• _EXERCISE OBJECTIVE_: For the records below, print the lines from the line with "of the form" through the line with "use std::path::Path;" exactly as written; include both end lines and exclude the rest.
___ LISTED ENTRIES ___
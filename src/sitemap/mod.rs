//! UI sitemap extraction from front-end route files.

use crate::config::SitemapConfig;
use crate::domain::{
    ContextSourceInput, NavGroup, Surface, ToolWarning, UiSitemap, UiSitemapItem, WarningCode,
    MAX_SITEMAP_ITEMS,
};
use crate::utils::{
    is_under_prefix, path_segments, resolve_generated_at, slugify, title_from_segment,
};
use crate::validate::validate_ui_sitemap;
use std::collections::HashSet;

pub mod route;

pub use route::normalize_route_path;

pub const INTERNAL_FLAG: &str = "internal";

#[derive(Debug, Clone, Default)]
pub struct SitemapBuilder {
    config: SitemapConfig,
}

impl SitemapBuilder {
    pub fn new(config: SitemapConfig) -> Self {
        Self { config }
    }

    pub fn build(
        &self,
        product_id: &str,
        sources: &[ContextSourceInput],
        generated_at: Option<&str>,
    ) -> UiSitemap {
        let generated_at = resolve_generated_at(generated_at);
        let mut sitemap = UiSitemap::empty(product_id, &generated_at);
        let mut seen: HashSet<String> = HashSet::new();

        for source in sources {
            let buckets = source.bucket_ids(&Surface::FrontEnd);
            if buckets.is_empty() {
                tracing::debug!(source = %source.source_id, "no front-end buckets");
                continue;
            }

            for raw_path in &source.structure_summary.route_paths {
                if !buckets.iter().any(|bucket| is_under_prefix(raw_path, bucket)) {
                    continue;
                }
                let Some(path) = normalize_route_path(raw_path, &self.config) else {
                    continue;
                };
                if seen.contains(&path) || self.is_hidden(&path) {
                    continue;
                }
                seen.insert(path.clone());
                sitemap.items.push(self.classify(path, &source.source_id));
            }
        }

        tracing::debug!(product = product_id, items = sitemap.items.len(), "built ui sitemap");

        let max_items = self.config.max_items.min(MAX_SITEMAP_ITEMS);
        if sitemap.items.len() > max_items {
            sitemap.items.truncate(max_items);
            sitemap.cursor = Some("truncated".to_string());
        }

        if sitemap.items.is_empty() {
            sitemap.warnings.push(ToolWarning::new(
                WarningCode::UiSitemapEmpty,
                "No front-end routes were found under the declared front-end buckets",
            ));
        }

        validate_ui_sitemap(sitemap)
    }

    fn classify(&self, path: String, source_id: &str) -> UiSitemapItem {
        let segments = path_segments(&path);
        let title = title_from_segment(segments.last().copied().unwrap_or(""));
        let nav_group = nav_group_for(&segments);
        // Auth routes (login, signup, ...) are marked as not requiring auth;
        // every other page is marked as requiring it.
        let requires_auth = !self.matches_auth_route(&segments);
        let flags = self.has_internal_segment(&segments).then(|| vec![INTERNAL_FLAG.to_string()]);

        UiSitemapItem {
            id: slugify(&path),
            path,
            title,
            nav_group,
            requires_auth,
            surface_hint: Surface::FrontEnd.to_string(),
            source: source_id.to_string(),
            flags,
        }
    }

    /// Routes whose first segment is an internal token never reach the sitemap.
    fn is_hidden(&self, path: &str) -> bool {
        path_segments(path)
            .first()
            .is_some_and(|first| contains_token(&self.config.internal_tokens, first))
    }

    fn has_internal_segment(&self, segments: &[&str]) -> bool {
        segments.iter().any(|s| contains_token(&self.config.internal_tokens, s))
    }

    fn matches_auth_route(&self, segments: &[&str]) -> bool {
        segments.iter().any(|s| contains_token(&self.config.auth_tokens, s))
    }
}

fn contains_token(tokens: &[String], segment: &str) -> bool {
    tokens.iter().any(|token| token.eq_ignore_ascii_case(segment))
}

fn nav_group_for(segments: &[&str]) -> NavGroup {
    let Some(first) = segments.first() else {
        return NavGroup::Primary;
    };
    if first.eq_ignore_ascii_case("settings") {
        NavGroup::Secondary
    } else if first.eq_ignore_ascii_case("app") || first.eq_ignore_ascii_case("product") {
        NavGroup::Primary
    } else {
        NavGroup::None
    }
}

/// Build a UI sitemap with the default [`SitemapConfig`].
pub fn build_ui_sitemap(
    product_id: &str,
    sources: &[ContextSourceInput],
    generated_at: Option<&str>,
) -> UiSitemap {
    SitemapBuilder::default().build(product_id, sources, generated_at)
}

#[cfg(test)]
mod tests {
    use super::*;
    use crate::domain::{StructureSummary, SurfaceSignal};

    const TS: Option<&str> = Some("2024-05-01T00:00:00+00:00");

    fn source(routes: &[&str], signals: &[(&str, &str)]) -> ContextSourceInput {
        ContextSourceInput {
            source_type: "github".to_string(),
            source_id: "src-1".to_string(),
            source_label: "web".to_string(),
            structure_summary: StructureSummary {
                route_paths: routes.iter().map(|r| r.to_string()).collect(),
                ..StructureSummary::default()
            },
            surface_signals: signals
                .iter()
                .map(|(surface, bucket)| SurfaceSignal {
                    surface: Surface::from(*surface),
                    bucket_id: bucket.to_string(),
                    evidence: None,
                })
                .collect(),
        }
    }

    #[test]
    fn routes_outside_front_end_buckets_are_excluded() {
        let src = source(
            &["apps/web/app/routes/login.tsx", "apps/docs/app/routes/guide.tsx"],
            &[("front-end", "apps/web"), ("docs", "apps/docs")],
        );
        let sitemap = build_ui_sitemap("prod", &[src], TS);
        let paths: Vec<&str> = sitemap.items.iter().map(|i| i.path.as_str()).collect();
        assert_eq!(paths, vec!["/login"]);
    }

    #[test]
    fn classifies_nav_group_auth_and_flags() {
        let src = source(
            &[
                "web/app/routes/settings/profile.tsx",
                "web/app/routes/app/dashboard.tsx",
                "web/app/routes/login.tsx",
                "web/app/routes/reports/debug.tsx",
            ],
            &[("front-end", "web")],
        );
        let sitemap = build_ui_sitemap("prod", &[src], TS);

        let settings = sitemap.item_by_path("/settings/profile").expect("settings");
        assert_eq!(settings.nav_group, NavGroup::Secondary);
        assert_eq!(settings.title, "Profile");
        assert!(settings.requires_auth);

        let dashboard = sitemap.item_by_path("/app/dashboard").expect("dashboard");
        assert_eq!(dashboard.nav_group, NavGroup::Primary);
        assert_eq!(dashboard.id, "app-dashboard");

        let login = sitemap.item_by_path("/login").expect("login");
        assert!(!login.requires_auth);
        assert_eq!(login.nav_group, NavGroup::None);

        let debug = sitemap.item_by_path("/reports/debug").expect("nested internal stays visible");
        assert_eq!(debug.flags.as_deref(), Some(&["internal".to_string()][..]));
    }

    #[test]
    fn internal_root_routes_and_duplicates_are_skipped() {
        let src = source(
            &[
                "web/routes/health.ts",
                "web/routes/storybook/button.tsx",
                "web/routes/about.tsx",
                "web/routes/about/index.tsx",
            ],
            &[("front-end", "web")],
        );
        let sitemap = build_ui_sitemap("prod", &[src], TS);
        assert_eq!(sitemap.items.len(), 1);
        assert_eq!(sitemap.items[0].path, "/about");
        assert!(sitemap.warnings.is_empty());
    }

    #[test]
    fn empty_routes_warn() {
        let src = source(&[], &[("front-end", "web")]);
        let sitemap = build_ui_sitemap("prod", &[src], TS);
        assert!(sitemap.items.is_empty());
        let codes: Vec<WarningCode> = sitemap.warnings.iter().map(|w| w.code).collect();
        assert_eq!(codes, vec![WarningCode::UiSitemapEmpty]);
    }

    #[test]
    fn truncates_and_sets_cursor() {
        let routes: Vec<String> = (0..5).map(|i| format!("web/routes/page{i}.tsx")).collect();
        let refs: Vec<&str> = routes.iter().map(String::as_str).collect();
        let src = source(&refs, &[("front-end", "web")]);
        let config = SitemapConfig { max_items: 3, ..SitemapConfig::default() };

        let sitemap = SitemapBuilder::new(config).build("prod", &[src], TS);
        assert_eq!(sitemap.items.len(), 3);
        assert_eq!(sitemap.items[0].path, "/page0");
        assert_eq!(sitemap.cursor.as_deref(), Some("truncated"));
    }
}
___
___ LISTED ENTRIES ___
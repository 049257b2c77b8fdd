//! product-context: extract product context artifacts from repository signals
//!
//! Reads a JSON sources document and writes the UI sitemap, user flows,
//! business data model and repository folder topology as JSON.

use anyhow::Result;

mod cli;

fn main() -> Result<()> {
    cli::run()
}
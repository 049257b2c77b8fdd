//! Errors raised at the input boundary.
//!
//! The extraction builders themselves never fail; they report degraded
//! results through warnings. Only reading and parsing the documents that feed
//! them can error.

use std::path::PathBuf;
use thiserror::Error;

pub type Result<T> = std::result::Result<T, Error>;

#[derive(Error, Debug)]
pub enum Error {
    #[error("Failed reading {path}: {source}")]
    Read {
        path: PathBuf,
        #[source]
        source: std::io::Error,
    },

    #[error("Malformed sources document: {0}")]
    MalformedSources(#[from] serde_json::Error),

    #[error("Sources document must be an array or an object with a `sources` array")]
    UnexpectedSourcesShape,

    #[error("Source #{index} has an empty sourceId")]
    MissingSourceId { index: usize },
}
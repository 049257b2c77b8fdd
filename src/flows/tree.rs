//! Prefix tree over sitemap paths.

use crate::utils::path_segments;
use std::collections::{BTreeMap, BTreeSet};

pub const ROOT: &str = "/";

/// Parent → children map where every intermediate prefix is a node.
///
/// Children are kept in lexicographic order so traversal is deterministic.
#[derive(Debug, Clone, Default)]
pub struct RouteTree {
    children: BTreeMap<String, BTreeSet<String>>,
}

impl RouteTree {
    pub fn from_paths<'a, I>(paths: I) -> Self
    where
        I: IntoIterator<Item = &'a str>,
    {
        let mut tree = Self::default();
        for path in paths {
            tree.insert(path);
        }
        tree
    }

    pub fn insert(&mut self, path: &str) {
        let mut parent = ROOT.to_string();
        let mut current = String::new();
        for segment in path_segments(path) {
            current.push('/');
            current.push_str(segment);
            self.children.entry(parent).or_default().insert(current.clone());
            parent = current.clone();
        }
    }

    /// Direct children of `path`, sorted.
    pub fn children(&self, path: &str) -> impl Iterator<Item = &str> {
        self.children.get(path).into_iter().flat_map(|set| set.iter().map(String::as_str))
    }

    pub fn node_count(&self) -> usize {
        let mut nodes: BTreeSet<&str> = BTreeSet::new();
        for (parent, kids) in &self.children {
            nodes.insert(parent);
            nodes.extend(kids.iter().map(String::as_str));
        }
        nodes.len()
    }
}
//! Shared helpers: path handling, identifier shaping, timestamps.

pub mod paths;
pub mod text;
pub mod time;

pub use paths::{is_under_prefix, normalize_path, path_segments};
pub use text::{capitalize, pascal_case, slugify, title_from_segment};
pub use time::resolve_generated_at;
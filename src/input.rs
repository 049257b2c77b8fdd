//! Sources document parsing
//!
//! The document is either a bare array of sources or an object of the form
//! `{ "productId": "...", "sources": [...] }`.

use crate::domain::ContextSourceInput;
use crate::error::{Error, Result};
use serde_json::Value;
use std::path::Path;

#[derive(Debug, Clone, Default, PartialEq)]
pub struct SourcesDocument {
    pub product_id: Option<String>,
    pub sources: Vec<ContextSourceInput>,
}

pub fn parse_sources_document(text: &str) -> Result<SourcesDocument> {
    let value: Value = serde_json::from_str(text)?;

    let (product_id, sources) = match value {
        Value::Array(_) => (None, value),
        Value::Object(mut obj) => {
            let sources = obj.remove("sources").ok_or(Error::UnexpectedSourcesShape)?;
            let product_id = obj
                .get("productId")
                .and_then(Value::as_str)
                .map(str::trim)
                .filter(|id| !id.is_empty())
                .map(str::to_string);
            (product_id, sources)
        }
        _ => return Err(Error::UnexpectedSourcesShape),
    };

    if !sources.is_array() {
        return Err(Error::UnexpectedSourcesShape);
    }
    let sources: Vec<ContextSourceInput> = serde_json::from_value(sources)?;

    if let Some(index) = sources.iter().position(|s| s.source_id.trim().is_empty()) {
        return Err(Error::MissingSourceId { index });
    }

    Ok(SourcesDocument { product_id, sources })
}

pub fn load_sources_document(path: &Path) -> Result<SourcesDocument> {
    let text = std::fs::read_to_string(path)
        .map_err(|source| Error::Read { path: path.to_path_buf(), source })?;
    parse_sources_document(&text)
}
___
• _RESULT OF THE EXERCISE_:
//! The document is either a bare array of sources or an object of the form
//! `{ "productId": "...", "sources": [...] }`.

use crate::domain::ContextSourceInput;
use crate::error::{Error, Result};
use serde_json::Value;
use std::path::Path;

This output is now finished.